(Saved data entries)

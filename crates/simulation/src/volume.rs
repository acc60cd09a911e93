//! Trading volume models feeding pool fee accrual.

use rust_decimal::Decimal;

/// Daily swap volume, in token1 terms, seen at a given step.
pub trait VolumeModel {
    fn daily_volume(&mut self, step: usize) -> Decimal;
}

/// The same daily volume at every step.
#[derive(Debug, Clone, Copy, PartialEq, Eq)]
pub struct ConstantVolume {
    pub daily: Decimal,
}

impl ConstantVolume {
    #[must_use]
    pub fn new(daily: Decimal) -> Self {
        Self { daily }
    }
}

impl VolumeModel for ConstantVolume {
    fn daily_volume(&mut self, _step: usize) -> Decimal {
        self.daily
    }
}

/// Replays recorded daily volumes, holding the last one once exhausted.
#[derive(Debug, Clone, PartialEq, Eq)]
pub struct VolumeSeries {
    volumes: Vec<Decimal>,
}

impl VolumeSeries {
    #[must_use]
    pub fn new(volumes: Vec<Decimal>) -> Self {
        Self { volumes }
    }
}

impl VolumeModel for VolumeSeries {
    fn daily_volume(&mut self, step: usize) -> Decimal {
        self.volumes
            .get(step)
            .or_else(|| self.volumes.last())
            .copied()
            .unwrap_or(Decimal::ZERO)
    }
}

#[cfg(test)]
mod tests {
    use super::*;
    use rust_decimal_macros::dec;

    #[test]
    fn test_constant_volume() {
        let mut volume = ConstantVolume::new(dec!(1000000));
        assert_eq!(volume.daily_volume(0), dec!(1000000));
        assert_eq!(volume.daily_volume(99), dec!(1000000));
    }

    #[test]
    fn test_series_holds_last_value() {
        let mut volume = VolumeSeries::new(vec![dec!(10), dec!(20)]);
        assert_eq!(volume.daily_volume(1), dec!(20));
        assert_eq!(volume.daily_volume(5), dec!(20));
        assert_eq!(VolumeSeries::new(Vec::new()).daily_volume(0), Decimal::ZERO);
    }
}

---

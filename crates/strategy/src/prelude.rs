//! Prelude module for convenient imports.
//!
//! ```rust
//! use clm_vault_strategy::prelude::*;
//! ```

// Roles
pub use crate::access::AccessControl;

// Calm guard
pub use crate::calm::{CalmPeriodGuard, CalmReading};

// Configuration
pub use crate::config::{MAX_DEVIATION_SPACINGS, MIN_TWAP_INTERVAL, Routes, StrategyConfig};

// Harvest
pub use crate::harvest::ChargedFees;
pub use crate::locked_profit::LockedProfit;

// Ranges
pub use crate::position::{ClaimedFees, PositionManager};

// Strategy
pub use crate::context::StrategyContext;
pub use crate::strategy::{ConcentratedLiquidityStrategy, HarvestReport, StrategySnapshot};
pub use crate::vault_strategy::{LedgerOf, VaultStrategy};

---

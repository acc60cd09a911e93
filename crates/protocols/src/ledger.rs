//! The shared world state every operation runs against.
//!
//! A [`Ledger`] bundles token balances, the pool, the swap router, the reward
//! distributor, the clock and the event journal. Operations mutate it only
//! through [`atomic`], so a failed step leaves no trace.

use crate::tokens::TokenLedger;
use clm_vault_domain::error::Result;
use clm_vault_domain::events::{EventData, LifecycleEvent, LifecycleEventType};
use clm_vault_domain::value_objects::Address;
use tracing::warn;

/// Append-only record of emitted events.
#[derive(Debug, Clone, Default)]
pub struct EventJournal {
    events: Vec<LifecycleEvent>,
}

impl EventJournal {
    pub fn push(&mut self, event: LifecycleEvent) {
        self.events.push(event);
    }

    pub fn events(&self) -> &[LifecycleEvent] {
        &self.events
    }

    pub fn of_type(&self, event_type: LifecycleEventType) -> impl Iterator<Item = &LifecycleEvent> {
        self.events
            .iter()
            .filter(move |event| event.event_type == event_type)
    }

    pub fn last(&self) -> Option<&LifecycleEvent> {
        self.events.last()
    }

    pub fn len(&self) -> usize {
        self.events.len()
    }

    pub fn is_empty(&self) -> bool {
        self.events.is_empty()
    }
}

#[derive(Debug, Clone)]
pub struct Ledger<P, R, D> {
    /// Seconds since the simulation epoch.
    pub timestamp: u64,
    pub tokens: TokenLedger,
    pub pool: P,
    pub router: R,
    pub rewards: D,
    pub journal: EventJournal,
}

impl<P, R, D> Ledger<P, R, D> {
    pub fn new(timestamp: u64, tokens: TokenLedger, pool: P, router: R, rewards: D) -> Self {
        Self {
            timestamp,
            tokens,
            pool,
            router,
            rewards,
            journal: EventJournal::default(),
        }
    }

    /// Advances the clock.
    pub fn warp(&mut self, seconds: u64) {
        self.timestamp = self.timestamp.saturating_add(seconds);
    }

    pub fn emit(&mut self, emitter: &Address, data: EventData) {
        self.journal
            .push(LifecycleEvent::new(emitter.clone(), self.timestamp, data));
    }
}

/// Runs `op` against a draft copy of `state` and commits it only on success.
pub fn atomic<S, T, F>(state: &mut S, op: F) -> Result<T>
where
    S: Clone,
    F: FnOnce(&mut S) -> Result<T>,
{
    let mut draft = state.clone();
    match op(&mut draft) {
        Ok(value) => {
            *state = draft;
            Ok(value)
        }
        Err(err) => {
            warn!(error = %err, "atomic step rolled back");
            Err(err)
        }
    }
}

* Instructions to follow
Set down exactly the lines of the data above, beginning with the line that has "#[cfg(test)]" and ending with the line that has "let mut volume = VolumeSeries::new(vec![dec!(10), dec!(20)]);", and no others.

* Solution
#[cfg(test)]
mod tests {
    use super::*;
    use rust_decimal_macros::dec;

    #[test]
    fn test_constant_volume() {
        let mut volume = ConstantVolume::new(dec!(1000000));
        assert_eq!(volume.daily_volume(0), dec!(1000000));
        assert_eq!(volume.daily_volume(99), dec!(1000000));
    }

    #[test]
    fn test_series_holds_last_value() {
        let mut volume = VolumeSeries::new(vec![dec!(10), dec!(20)]);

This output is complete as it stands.